Jueves Santo, Viernes Santo, Sábado Santo y Domingo de Resurrección son cuatro días que cambiaron la Historia y que cada año los cristianos celebramos para recordar la Pasión, Muerte y Resurrección de Jesús. Ofrecemos una reflexión de cada uno de estos días, desde la perspectiva de la espiritualidad agustiniana y con la intención de que ayuden al lector a entender mejor su fe y a vivir con más sentido estos días.
Este es el día que hizo el Señor, nos recuerda gozosamente la liturgia. La resurrección cambió el pulso y el curso de la humanidad. A primera vista, parece que todo haya quedado igual, que el mal continúa produciendo charcos de sangre y de lágrimas. El Resucitado, sin embargo, es la respuesta a nuestra torre de preguntas, la confianza frente a la duda y el grito de protesta. “Caminamos en la experiencia de la fatiga, pero en la esperanza del descanso; en la carne de la vejez, pero en la fe de la novedad” (Carta 55, 26).
Júbilo y canto
Para hablar de la resurrección nos faltan palabras. San Agustín expresa la necesidad de no poder hablar y no poder callar sobre Dios. El silencio debe suplirse por el júbilo y el canto. “Es inefable lo que no puedes expresar con palabras. Pero si no lo puedes pronunciar, y tampoco lo debes callar, ¿qué queda, sino que te desahogues en el júbilo, para que, sin palabras, se regocije tu corazón, y el campo inmenso de las alegrías no quede aprisionado por los límites de las sílabas? Cantadle bien con júbilo”. (Comentario al Salmo 32, II, 1, 8)
La historia de Jesús no concluye en una cruz izada en la cumbre del Gólgota, sino que la cruz es el mástil de la esperanza invencible. “Dios venció a la muerte para que la muerte no venciera al hombre” (Tratados sobre el evangelio de San Juan 14, 13).
Domingo de alegría, Dios es alegría. Hay alegrías efímeras, la alegría de la Pascua es indestructible, inacabable, sanadora. “Corazón alegre favorece la curación, ánimo abatido seca los huesos”, recuerda el libro de los Proverbios (17, 22). Existe la alegría posible y la imposible. Basta cerrar los ojos, sentir el dolor que a veces nos habita y cumplir el recado de poner el oído al latir del propio corazón
Mientras somos peregrinos, la muerte y la vida, la justicia y la injusticia forman parte del mundo en que vivimos, pero el Resucitado es ya – en palabras del P. Rahner – “el corazón del mundo”.

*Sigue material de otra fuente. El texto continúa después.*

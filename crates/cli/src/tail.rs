use anyhow::{Context, Result};
use std::io::{BufRead, BufReader, Seek, SeekFrom};
use std::path::{Path, PathBuf};

/// Lines appended since the previous poll.
#[derive(Debug, Default, PartialEq, Eq)]
pub struct TailBatch {
    /// Every complete physical line, blank ones included, so callers can
    /// number lines. Invalid UTF-8 is replaced rather than stalling the tail.
    pub lines: Vec<String>,
    /// The file shrank since the last poll and was re-read from the start.
    pub truncated: bool,
}

/// Byte-offset reader for one growing event file.
pub struct FileTailer {
    path: PathBuf,
    offset: u64,
}

impl FileTailer {
    pub fn new(path: impl Into<PathBuf>) -> Self {
        Self {
            path: path.into(),
            offset: 0,
        }
    }

    pub fn path(&self) -> &Path {
        &self.path
    }

    pub fn offset(&self) -> u64 {
        self.offset
    }

    /// Read complete lines written since the last call. A trailing line
    /// without its newline is left for the next poll.
    pub fn read_new_lines(&mut self) -> Result<TailBatch> {
        let path = self.path.as_path();
        let file_size = std::fs::metadata(path)
            .with_context(|| format!("Cannot stat {}", path.display()))?
            .len();

        let mut truncated = false;
        if file_size < self.offset {
            tracing::info!(
                "File truncated ({}B < {}B offset), resetting: {}",
                file_size,
                self.offset,
                path.display()
            );
            self.offset = 0;
            truncated = true;
        }

        if file_size == self.offset {
            return Ok(TailBatch {
                lines: Vec::new(),
                truncated,
            });
        }

        let mut file =
            std::fs::File::open(path).with_context(|| format!("Cannot open {}", path.display()))?;
        file.seek(SeekFrom::Start(self.offset))
            .with_context(|| format!("Cannot seek in {}", path.display()))?;

        let mut reader = BufReader::new(file);
        let mut lines = Vec::new();
        let mut buf = Vec::new();
        loop {
            buf.clear();
            let read = match reader.read_until(b'\n', &mut buf) {
                Ok(read) => read,
                Err(e) => {
                    tracing::warn!("Error reading line from {}: {}", path.display(), e);
                    break;
                }
            };
            if read == 0 || buf.last() != Some(&b'\n') {
                break;
            }
            self.offset += read as u64;
            let line = String::from_utf8_lossy(&buf);
            lines.push(line.trim_end_matches(['\n', '\r']).to_string());
        }

        Ok(TailBatch { lines, truncated })
    }
}

#[cfg(test)]
mod tests {
    use super::*;
    use std::io::Write;

    fn append(path: &Path, text: &str) {
        let mut file = std::fs::OpenOptions::new()
            .append(true)
            .open(path)
            .unwrap();
        file.write_all(text.as_bytes()).unwrap();
    }

    #[test]
    fn test_incremental_reads() {
        let dir = tempfile::tempdir().unwrap();
        let path = dir.path().join("events.jsonl");
        std::fs::write(&path, "{\"a\":1}\n").unwrap();

        let mut tailer = FileTailer::new(&path);
        assert_eq!(tailer.read_new_lines().unwrap().lines, vec!["{\"a\":1}"]);

        append(&path, "{\"b\":2}\n\n{\"c\":3}\n");
        assert_eq!(
            tailer.read_new_lines().unwrap().lines,
            vec!["{\"b\":2}", "", "{\"c\":3}"]
        );
        assert!(tailer.read_new_lines().unwrap().lines.is_empty());
    }

    #[test]
    fn test_partial_line_waits_for_newline() {
        let dir = tempfile::tempdir().unwrap();
        let path = dir.path().join("events.jsonl");
        std::fs::write(&path, "{\"a\":1}\n{\"b\"").unwrap();

        let mut tailer = FileTailer::new(&path);
        assert_eq!(tailer.read_new_lines().unwrap().lines, vec!["{\"a\":1}"]);
        assert_eq!(tailer.offset(), 8);

        append(&path, ":2}\n");
        assert_eq!(tailer.read_new_lines().unwrap().lines, vec!["{\"b\":2}"]);
    }

    #[test]
    fn test_invalid_utf8_line_does_not_stall() {
        let dir = tempfile::tempdir().unwrap();
        let path = dir.path().join("events.jsonl");
        std::fs::write(&path, b"{\"a\":1}\n\xff\xfe bad\n{\"b\":2}\n").unwrap();

        let mut tailer = FileTailer::new(&path);
        let lines = tailer.read_new_lines().unwrap().lines;
        assert_eq!(lines.len(), 3);
        assert_eq!(lines[0], "{\"a\":1}");
        assert!(lines[1].ends_with(" bad"));
        assert_eq!(lines[2], "{\"b\":2}");
        assert_eq!(tailer.offset(), 23);
        assert!(tailer.read_new_lines().unwrap().lines.is_empty());
    }

    #[test]
    fn test_truncation_detection() {
        let dir = tempfile::tempdir().unwrap();
        let path = dir.path().join("events.jsonl");
        std::fs::write(&path, "{\"a\":1}\n{\"b\":2}\n{\"c\":3}\n").unwrap();
        let mut tailer = FileTailer::new(&path);
        let _ = tailer.read_new_lines().unwrap();

        std::fs::write(&path, "{\"x\":1}\n").unwrap();
        let batch = tailer.read_new_lines().unwrap();
        assert!(batch.truncated);
        assert_eq!(batch.lines, vec!["{\"x\":1}"]);
    }

    #[test]
    fn test_missing_file_is_an_error() {
        let dir = tempfile::tempdir().unwrap();
        let mut tailer = FileTailer::new(dir.path().join("absent.jsonl"));
        assert!(tailer.read_new_lines().is_err());
    }
}
use agentline_core::Event;
use agentline_core::classify::{is_delegation_call, is_subagent_like};
use serde::Serialize;
use std::collections::BTreeMap;

use crate::keys::{call_anchor_id, task_anchor_id};

/// Position of an anchor in the raw event list.
#[derive(Debug, Clone, Copy, PartialEq, Eq, Serialize)]
pub struct AnchorEntry {
    pub timestamp: Option<i64>,
    pub event_index: usize,
}

/// Anchor id to its first occurrence. Entries are never replaced.
#[derive(Debug, Clone, Default, PartialEq, Eq, Serialize)]
pub struct AnchorMap {
    entries: BTreeMap<String, AnchorEntry>,
}

impl AnchorMap {
    pub fn get(&self, anchor_id: &str) -> Option<&AnchorEntry> {
        self.entries.get(anchor_id)
    }

    pub fn len(&self) -> usize {
        self.entries.len()
    }

    pub fn is_empty(&self) -> bool {
        self.entries.is_empty()
    }

    fn register(&mut self, anchor_id: String, event: &Event, event_index: usize) {
        self.entries.entry(anchor_id).or_insert(AnchorEntry {
            timestamp: event.timestamp_millis(),
            event_index,
        });
    }
}

/// Single scan registering `call:<call_id>` for each delegation tool call and
/// `task:<parent>:<task>` for the first sub-agent event of each task.
pub fn build_anchor_map(events: &[Event], delegation_tool: &str) -> AnchorMap {
    let mut anchors = AnchorMap::default();
    for (index, event) in events.iter().enumerate() {
        if is_delegation_call(event, delegation_tool) {
            if let Some(call_id) = &event.call_id {
                anchors.register(call_anchor_id(call_id), event, index);
            }
            continue;
        }
        if is_subagent_like(event) {
            if let (Some(parent), Some(task)) = (&event.parent_task_id, &event.task_id) {
                anchors.register(task_anchor_id(parent, task), event, index);
            }
        }
    }
    anchors
}
use std::time::{Duration, Instant};

pub const DEFAULT_ANNOUNCE_CLEAR: Duration = Duration::from_secs(2);

/// Text for a screen-reader live region announcing list growth.
#[derive(Debug, Clone)]
pub struct LiveAnnouncer {
    message: Option<String>,
    posted_at: Option<Instant>,
    clear_after: Duration,
}

impl Default for LiveAnnouncer {
    fn default() -> Self {
        Self::new(DEFAULT_ANNOUNCE_CLEAR)
    }
}

impl LiveAnnouncer {
    pub fn new(clear_after: Duration) -> Self {
        Self {
            message: None,
            posted_at: None,
            clear_after,
        }
    }

    /// Replace the announcement with one for `added` new items.
    pub fn announce_growth(&mut self, added: usize, now: Instant) {
        if added == 0 {
            return;
        }
        self.message = Some(growth_message(added));
        self.posted_at = Some(now);
    }

    /// Current announcement, or `None` once it has been cleared.
    pub fn current(&self, now: Instant) -> Option<&str> {
        let posted = self.posted_at?;
        if now.saturating_duration_since(posted) >= self.clear_after {
            return None;
        }
        self.message.as_deref()
    }

    pub fn clear(&mut self) {
        self.message = None;
        self.posted_at = None;
    }
}

pub fn growth_message(added: usize) -> String {
    if added == 1 {
        "1 new event".to_string()
    } else {
        format!("{added} new events")
    }
}

#[cfg(test)]
mod tests {
    use super::*;

    #[test]
    fn pluralizes() {
        assert_eq!(growth_message(1), "1 new event");
        assert_eq!(growth_message(3), "3 new events");
    }

    #[test]
    fn clears_after_timeout_and_restarts_on_new_growth() {
        let t0 = Instant::now();
        let mut announcer = LiveAnnouncer::default();
        assert_eq!(announcer.current(t0), None);

        announcer.announce_growth(2, t0);
        assert_eq!(announcer.current(t0 + Duration::from_millis(1999)), Some("2 new events"));
        assert_eq!(announcer.current(t0 + Duration::from_secs(2)), None);

        let t1 = t0 + Duration::from_secs(5);
        announcer.announce_growth(1, t1);
        assert_eq!(announcer.current(t1), Some("1 new event"));
        announcer.announce_growth(0, t1);
        assert_eq!(announcer.current(t1), Some("1 new event"));
    }
}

La esperanza, una responsabilidad
A pesar del aliento que desprenden los mensajes del papa Francisco, vivimos tiempos de resignación y desencanto. Convivimos con la locura de la guerra y de la violencia. La Iglesia no puede olvidar que tiene “la responsabilidad de la esperanza” (J. Moltmann). Antes que lugar de culto o instancia moral, la Iglesia ha de entenderse como “comunidad de la esperanza”, testigo del Resucitado. Por eso “los cristianos – en expresión de Ignacio IV, que fue patriarca de Antioquía – deberían ser reserva inagotable de esperanza”, en esta tierra de soledades y viento frío.
La Iglesia está llamada a ser reserva y pregonera de esperanza por su compromiso con el sufrimiento y la exclusión de los golpeados. Ser cristiano obliga a fijar los ojos en las periferias, en esa humanidad sufriente que – antes de la resurrección final – lucha por salir de su pozo actual de indigencia. Cantar Aleluya sin tener en cuenta a las personas desesperanzadas, sería síntoma de una sociedad enferma que busca construirse de espaldas al dolor (cf. Frateli tutti, 65) o tener el corazón anestesiado.